Y.A.M の雑記帳: I/O Recap : ML Kit 情報まとめ（Android 向け）

* 以下は 2018年5月25日時点での情報です。

ML Kit for Firebase

現在 ML Kit はベータで、以下の機能を Android と iOS で利用することができます。

テキスト認識（Text recognition）
顔検出（Face detection）
バーコードの読み取り（Barcode scanning）
画像のラベルづけ（Image labeling）
ランドマーク認識（Landmark recognition）
独自 TensorFlow Lite モデルの実行（TensorFlow Lite model serving）
（Google I/O 2018 のセッションで High density face contour feature と Smart Replay API が Coming soon であると紹介されています。いずれも on-device で real time に動作するようです）

これらの処理にはデバイス上で行う on-device API とクラウドで実行される cloud-based API が用意されています。
on-device API はリアルタイムに処理でき、オフラインでも動作し、無料で使うことができます。
cloud-based API（Cloud Vision API）は on-device API よりも詳しい情報を提供しますが、一定の利用回数以上は有料です。

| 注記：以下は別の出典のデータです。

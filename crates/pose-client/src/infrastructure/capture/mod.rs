//! Capture seam: the shared subject buffer and the sensor adapter trait.
//!
//! The real sensor SDK delivers body frames on its own callback thread; the
//! streaming loop samples whatever is current on its own cadence.  The two
//! meet in [`SharedSubjects`], the single piece of mutable state they share.
//!
//! Both directions copy under the lock: `publish` moves a fresh vector in,
//! and `snapshot` clones a fully-independent vector out before releasing the
//! lock, so the state machine never observes a partially-updated subject
//! list.
//!
//! A [`MockCaptureSource`] is always compiled (not guarded by `#[cfg]`) so
//! tests and sensorless demo runs work on any machine.

use std::sync::atomic::{AtomicBool, Ordering};
use std::sync::{Arc, Mutex};
use std::thread::JoinHandle;
use std::time::Duration;

use pose_core::{Joint, JointKind, SubjectSnapshot, TrackingConfidence};
use tracing::info;

/// The "current subjects" buffer shared between the capture thread and the
/// streaming loop.
#[derive(Debug, Clone, Default)]
pub struct SharedSubjects {
    inner: Arc<Mutex<Vec<SubjectSnapshot>>>,
}

impl SharedSubjects {
    pub fn new() -> Self {
        Self::default()
    }

    /// Replaces the buffer contents with this tick's subjects.
    pub fn publish(&self, subjects: Vec<SubjectSnapshot>) {
        let mut guard = self.inner.lock().unwrap_or_else(|e| e.into_inner());
        *guard = subjects;
    }

    /// Returns a private, fully-independent copy of the current subjects.
    pub fn snapshot(&self) -> Vec<SubjectSnapshot> {
        let guard = self.inner.lock().unwrap_or_else(|e| e.into_inner());
        guard.clone()
    }
}

/// Adapter trait for whatever produces body frames.
///
/// The production implementation wraps the sensor SDK; the mock below
/// synthesizes figures.  No cadence is promised; the pump thread decides
/// how often to poll.
pub trait CaptureSource: Send + Sync {
    /// The subjects visible to the sensor right now.
    fn subjects(&self) -> Vec<SubjectSnapshot>;
}

/// A capture source that returns a fixed set of synthetic subjects.
///
/// # Example
///
/// ```ignore
/// let source = MockCaptureSource::standing_figure(1);
/// assert_eq!(source.subjects().len(), 1);
/// ```
pub struct MockCaptureSource {
    pub subjects: Vec<SubjectSnapshot>,
}

impl MockCaptureSource {
    /// One fully-tracked subject standing with hands at waist height.
    pub fn standing_figure(tracking_id: u64) -> Self {
        Self {
            subjects: vec![synthetic_figure(tracking_id, false)],
        }
    }

    /// One fully-tracked subject holding the right hand above the head,
    /// the pose that starts the calibration gesture.
    pub fn right_hand_raised(tracking_id: u64) -> Self {
        Self {
            subjects: vec![synthetic_figure(tracking_id, true)],
        }
    }

    /// No subjects in view.
    pub fn empty() -> Self {
        Self { subjects: vec![] }
    }
}

impl CaptureSource for MockCaptureSource {
    fn subjects(&self) -> Vec<SubjectSnapshot> {
        self.subjects.clone()
    }
}

/// Builds a plausible full 25-joint skeleton at ~2.4 m from the sensor.
fn synthetic_figure(tracking_id: u64, right_hand_raised: bool) -> SubjectSnapshot {
    const HEAD_Y: f32 = 1.68;
    let mut snapshot = SubjectSnapshot::new(tracking_id, true);
    for kind in JointKind::ALL {
        let (x, y) = match kind {
            JointKind::Head => (0.0, HEAD_Y),
            JointKind::Neck => (0.0, 1.55),
            JointKind::SpineShoulder => (0.0, 1.45),
            JointKind::SpineMid => (0.0, 1.15),
            JointKind::SpineBase => (0.0, 0.90),
            JointKind::ShoulderLeft => (-0.20, 1.45),
            JointKind::ShoulderRight => (0.20, 1.45),
            JointKind::ElbowLeft => (-0.28, 1.18),
            JointKind::ElbowRight => (0.28, 1.18),
            JointKind::WristLeft | JointKind::HandLeft => (-0.30, 0.95),
            JointKind::WristRight | JointKind::HandRight if right_hand_raised => {
                (0.25, HEAD_Y + 0.35)
            }
            JointKind::WristRight | JointKind::HandRight => (0.30, 0.95),
            JointKind::HandTipLeft | JointKind::ThumbLeft => (-0.32, 0.90),
            JointKind::HandTipRight | JointKind::ThumbRight if right_hand_raised => {
                (0.25, HEAD_Y + 0.42)
            }
            JointKind::HandTipRight | JointKind::ThumbRight => (0.32, 0.90),
            JointKind::HipLeft => (-0.12, 0.88),
            JointKind::HipRight => (0.12, 0.88),
            JointKind::KneeLeft => (-0.14, 0.50),
            JointKind::KneeRight => (0.14, 0.50),
            JointKind::AnkleLeft => (-0.15, 0.10),
            JointKind::AnkleRight => (0.15, 0.10),
            JointKind::FootLeft => (-0.15, 0.05),
            JointKind::FootRight => (0.15, 0.05),
        };
        snapshot
            .joints
            .insert(kind, Joint::new(x, y, 2.4, TrackingConfidence::Tracked));
    }
    snapshot
}

/// Spawns the capture pump: a dedicated thread that polls `source` and
/// publishes into `shared` until `running` is cleared.
pub fn start_capture_pump(
    source: Arc<dyn CaptureSource>,
    shared: SharedSubjects,
    running: Arc<AtomicBool>,
    poll_interval: Duration,
) -> JoinHandle<()> {
    std::thread::Builder::new()
        .name("pose-capture".to_string())
        .spawn(move || {
            info!("capture pump started");
            while running.load(Ordering::Relaxed) {
                shared.publish(source.subjects());
                std::thread::sleep(poll_interval);
            }
            info!("capture pump stopped");
        })
        .expect("failed to spawn capture thread")
}

// ── Tests ─────────────────────────────────────────────────────────────────────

例えばテキスト認識では、on-device API では Latin-based language しか認識できず、他の言語も認識したいなら cloud-based API を使う必要があります。
画像のラベルづけでは、on-device API では 400+ labels ですが cloud-based API なら 1000+ labels に対応しています。

Cloud Vision API を利用するには Firebase の課金プランを Blaze（従量制課金）にする必要があります。
Firebase Pricing Plans

機能ごとに毎月1000 API calls までは無料で使うことができます。
Cloud Vision API Pricing

独自の TensorFlow Lite モデルを Firebase に upload するだけで、アプリからそのモデルを実行できるようになります。モデルのホスティングと実行は無料で使うことができます。

API には on-device でのみ使えるもの、Cloud でのみ使えるもの、両方用意されているものがあります。

機能	on-device	Cloud
テキスト認識	o	o
顔検出	o
バーコード読み取り	o
画像のラベルづけ	o	o
ランドマーク認識		o
独自モデルの実行	o

テキスト認識

https://firebase.google.com/docs/ml-kit/recognize-text

画像からテキストを認識します。

on-device API と cloud-based API 両方用意されています。 on-device API は Latin-based language のみ認識でき、cloud-based API は他の言語にも対応しています。

on-device API は無料で使うことができ、cloud-based API は毎月1000 API calls までは無料で使うことができます。
cloud-based API を使うには Firebase の課金プランを Blaze（従量制課金）にする必要があります。

最新は 16.0.0 です。


dependencies {
    implementation 'com.google.firebase:firebase-ml-vision:16.0.0'
}

cloud-based API には通常の文字認識用の FirebaseVisionCloudTextDetector の他に、書類のように文字密度の高いテキストの認識用に FirebaseVisionCloudDocumentTextDetector が用意されています。

顔検出

https://firebase.google.com/docs/ml-kit/detect-faces

画像から顔を検出します。
目・耳・頬・鼻・口の位置を取得できます。
笑顔かどうか（笑顔の確率）を取得できます。
目が閉じているかどうか（目が閉じている確率）を取得できます。
検出された個々の顔ごとの識別子を取得でき、動画のフレーム間で同一の顔をトラッキングできます。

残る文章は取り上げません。